A cidade como um território de conhecimento, o espaço físico, social e cultural onde cada um estabelece relações de proximidade e de quotidiano. A cidade como espaço individual, de conquista de sonhos, da ternura escondida nos olhos, na luz das estrelas que nos visitam entre a dança das nuvens.
A cidade como construção, entre a solidão dos passos conquistados ao tempo. Num território com tantos olhares, o que podemos concretizar de descoberta, de encontro em avenidas de luzes, onde cada solidão tenta respirar uma possibilidade. A cidade, os nossos passos no desejo de conhecimento e conquista dos sorrisos e abraços que nos envolvam nas esquinas que percorremos entre as luzes e a solidão.  

Cidade Aberta, no sentido de um espaço social e cultural que se deixa conhecer, onde uma multidão de pessoas de diferentes origens convivem, onde experimentam a vida, a sua continuidade entre os dias novos e os espaços da memória. Cidade Aberta reflecte sobre esse encontro, sobre a nossa presença no quotidiano, sobre o multiculturalismo e o que significa ser estrangeiro numa cultura, o que significa a individualidade numa sociedade de écrans. 
Cidade Aberta é sobre esse espaço cultural e humano intrigante que é Nova Iorque, como a poderíamos habitar, como a vemos, como a poderemos viver com a insegurança, o medo, a perda que significou ali estar após o onze de Setembro. Teju Cole, pela voz de um médico nigeriano, Julius tenta fazer esse caminho.
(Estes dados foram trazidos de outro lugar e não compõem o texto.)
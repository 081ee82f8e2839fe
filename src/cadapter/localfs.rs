//! Local directory backend: every object is a regular file under `root`.
//!
//! Puts stream into a hidden `.remotefs.partial.*` sibling and are renamed
//! into place only once the whole body has been written, so a failed upload
//! never shows up in a listing.

use std::io;
use std::path::{Component, Path, PathBuf};
use std::sync::atomic::{AtomicU64, Ordering};
use std::time::SystemTime;

use async_trait::async_trait;
use tokio::fs;
use tokio::io::AsyncWriteExt;

use super::{BackendError, Listing, ObjectBackend, ObjectInfo, ObjectStream, join_remote};

const PARTIAL_PREFIX: &str = ".remotefs.partial.";

pub struct LocalFsBackend {
    root: PathBuf,
    partial_seq: AtomicU64,
}

impl LocalFsBackend {
    pub fn new<P: AsRef<Path>>(root: P) -> Self {
        Self {
            root: root.as_ref().to_path_buf(),
            partial_seq: AtomicU64::new(0),
        }
    }

    /// Host path of `remote`. Anything that could resolve outside `root` is refused.
    fn path_for(&self, remote: &str) -> Result<PathBuf, BackendError> {
        if remote.is_empty() {
            return Ok(self.root.clone());
        }
        let rel = Path::new(remote);
        if !rel.components().all(|c| matches!(c, Component::Normal(_))) {
            return Err(BackendError::InvalidRemote(remote.to_string()));
        }
        Ok(self.root.join(rel))
    }

    async fn info_for(&self, remote: &str) -> Result<ObjectInfo, BackendError> {
        match fs::metadata(self.path_for(remote)?).await {
            Ok(meta) if meta.is_file() => Ok(ObjectInfo::new(
                remote,
                meta.len(),
                meta.modified().unwrap_or_else(|_| SystemTime::now()),
            )),
            Ok(_) => Err(BackendError::ObjectNotFound(remote.to_string())),
            Err(e) if e.kind() == io::ErrorKind::NotFound => {
                Err(BackendError::ObjectNotFound(remote.to_string()))
            }
            Err(e) => Err(e.into()),
        }
    }
}

/// Staging file of an in-flight put. Removed on drop unless `keep` was called,
/// so a failed or cancelled put leaves nothing behind.
struct PartialFile {
    path: PathBuf,
    keep: bool,
}

impl PartialFile {
    fn new(path: PathBuf) -> Self {
        Self { path, keep: false }
    }

    fn path(&self) -> &Path {
        &self.path
    }

    fn keep(mut self) {
        self.keep = true;
    }
}

impl Drop for PartialFile {
    fn drop(&mut self) {
        if self.keep {
            return;
        }
        match std::fs::remove_file(&self.path) {
            Ok(()) => {}
            Err(e) if e.kind() == io::ErrorKind::NotFound => {}
            Err(e) => {
                tracing::warn!("failed to remove partial upload {}: {e}", self.path.display())
            }
        }
    }
}

#[async_trait]
impl ObjectBackend for LocalFsBackend {
    fn name(&self) -> String {
        format!("local:{}", self.root.display())
    }

    async fn list(&self, dir: &str) -> Result<Listing, BackendError> {
        let mut read_dir = match fs::read_dir(self.path_for(dir)?).await {
            Ok(rd) => rd,
            Err(e) if e.kind() == io::ErrorKind::NotFound => {
                return Err(BackendError::DirNotFound(dir.to_string()));
            }
            Err(e) => return Err(e.into()),
        };
        let mut listing = Listing::default();
        while let Some(entry) = read_dir.next_entry().await? {
            let Some(name) = entry.file_name().to_str().map(str::to_string) else {
                tracing::warn!(dir, "skip non-utf8 entry {:?}", entry.file_name());
                continue;
            };
            if name.starts_with(PARTIAL_PREFIX) {
                continue;
            }
            let remote = join_remote(dir, &name);
            let meta = entry.metadata().await?;
            if meta.is_dir() {
                listing.dirs.push(remote);
            } else if meta.is_file() {
                let mod_time = meta.modified().unwrap_or_else(|_| SystemTime::now());
                listing
                    .objects
                    .push(ObjectInfo::new(remote, meta.len(), mod_time));
            }
        }
        if !dir.is_empty() && listing.is_empty() {
            return Err(BackendError::DirNotFound(dir.to_string()));
        }
        Ok(listing)
    }

    async fn stat(&self, remote: &str) -> Result<ObjectInfo, BackendError> {
        self.info_for(remote).await
    }

    async fn open(&self, object: &ObjectInfo) -> Result<ObjectStream, BackendError> {
        match fs::File::open(self.path_for(&object.remote)?).await {
            Ok(f) => Ok(Box::new(f)),
            Err(e) if e.kind() == io::ErrorKind::NotFound => {
                Err(BackendError::ObjectNotFound(object.remote.clone()))
            }
            Err(e) => Err(e.into()),
        }
    }

    async fn put(&self, remote: &str, mut body: ObjectStream) -> Result<ObjectInfo, BackendError> {
        let path = self.path_for(remote)?;
        let Some(dir) = path.parent() else {
            return Err(BackendError::remote("put", format!("invalid remote {remote}")));
        };
        fs::create_dir_all(dir).await?;
        let seq = self.partial_seq.fetch_add(1, Ordering::Relaxed);
        let name = format!("{PARTIAL_PREFIX}{}.{seq}", std::process::id());
        let partial = PartialFile::new(dir.join(name));

        let mut f = fs::File::create(partial.path()).await?;
        let n = tokio::io::copy(&mut body, &mut f).await?;
        f.flush().await?;
        f.sync_all().await?;
        drop(f);

        fs::rename(partial.path(), &path).await?;
        partial.keep();
        tracing::debug!(remote, size = n, "local put committed");
        self.info_for(remote).await
    }

    async fn remove(&self, object: &ObjectInfo) -> Result<(), BackendError> {
        let path = self.path_for(&object.remote)?;
        match fs::remove_file(&path).await {
            Ok(()) => {}
            Err(e) if e.kind() == io::ErrorKind::NotFound => {
                return Err(BackendError::ObjectNotFound(object.remote.clone()));
            }
            Err(e) => return Err(e.into()),
        }
        // Directories are implicit: prune parents left empty by the removal.
        let mut dir = path.parent().map(Path::to_path_buf);
        while let Some(d) = dir {
            if d == self.root || fs::remove_dir(&d).await.is_err() {
                break;
            }
            dir = d.parent().map(Path::to_path_buf);
        }
        Ok(())
    }
}
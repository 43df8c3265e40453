//! Listing entry for a single blob

use serde::{Deserialize, Serialize};
use std::fmt;

/// Metadata for one stored blob: its name and content size in bytes
///
/// A listing entry never carries content.
#[derive(Clone, Debug, PartialEq, Eq, Hash, Serialize, Deserialize)]
pub struct BlobInfo {
    pub name: String,
    pub size: u64,
}

impl BlobInfo {
    pub fn new(name: impl Into<String>, size: u64) -> Self {
        BlobInfo {
            name: name.into(),
            size,
        }
    }

    /// Check whether the blob name starts with `prefix`
    pub fn has_prefix(&self, prefix: &str) -> bool {
        self.name.starts_with(prefix)
    }
}

impl fmt::Display for BlobInfo {
    fn fmt(&self, f: &mut fmt::Formatter<'_>) -> fmt::Result {
        write!(f, "{} ({} bytes)", self.name, self.size)
    }
}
Um caminho onde o sofrimento e a solidão se realiza entre as dúvidas e a esperança de descoberta em cada esquina, em cada rua. 

Cidade Aberta procura ver, mais que olhar e tentar encontrar-se na Big Apple com o outro, com a sua descoberta para a construção de uma identidade, embora saibamos que assim sendo cidade aberta não deveria ser esse território de solidão e tantas vezes abandono. A fragilidade de tantos indivíduos e o modo como num espaço de consumo material as diferenças podem ser questionados, dará à individualidade possibilidades de ser aceite? 
Pode a igualdade ser diluída num mar de ideias vazias para com a respiração de cada um? Um livro imenso sobre a cidade, e a incessante luta da liberdade para configurar as possibilidades humanas que uma solidão numa cidade pode esvaziar e limitar o discernimento para se encontrar com os outros. É neles, nos habitantes da cidade aberta que a sociedade como um cosmos se desenvolve e onde o valor individual se inscreve.

Autor do texto: - Profº Bibliotecário - Luís Campos -

quarta-feira, 3 de maio de 2017

A palavra e o mundo - Cidade Aberta (I)

Nunca imaginei que fosse possível vê-las, com a poluição de luz a envolver perpetuamente a cidade e numa noite em que estivera a chover. Mas a chuva tinha parado enquanto eu descia as escadas e tornara o ar límpido. (...) Estrelas maravilhosas, numa nuvem de pirilampos ao longe: mas eu sentia no meu corpo o que os meus olhos não podiam alcançar, ou seja, que a sua verdadeira natureza era o persistente eco visual de algo que pertencia já ao passado. (...) nos espaços escuros entre as estrelas mortas, a brilhar, havia outras estrelas que eu não podia ver, estrelas que ainda existiam e emitiam uma luz que ainda não tinha chegado até mim, estrelas vivas e a emitir luz, mas para mim apenas presentes enquanto interstícios vazios. A sua luz acabaria por chegar à Terra, muito depois de eu e a minha geração e a geração seguinte nos encontrarmos fora do tempo (...). Olhar para esses espaços escuros era como ter uma perspetiva direta do futuro.
Teju Cole. (2012). Cidade Aberta. Lisboa, Quetzal.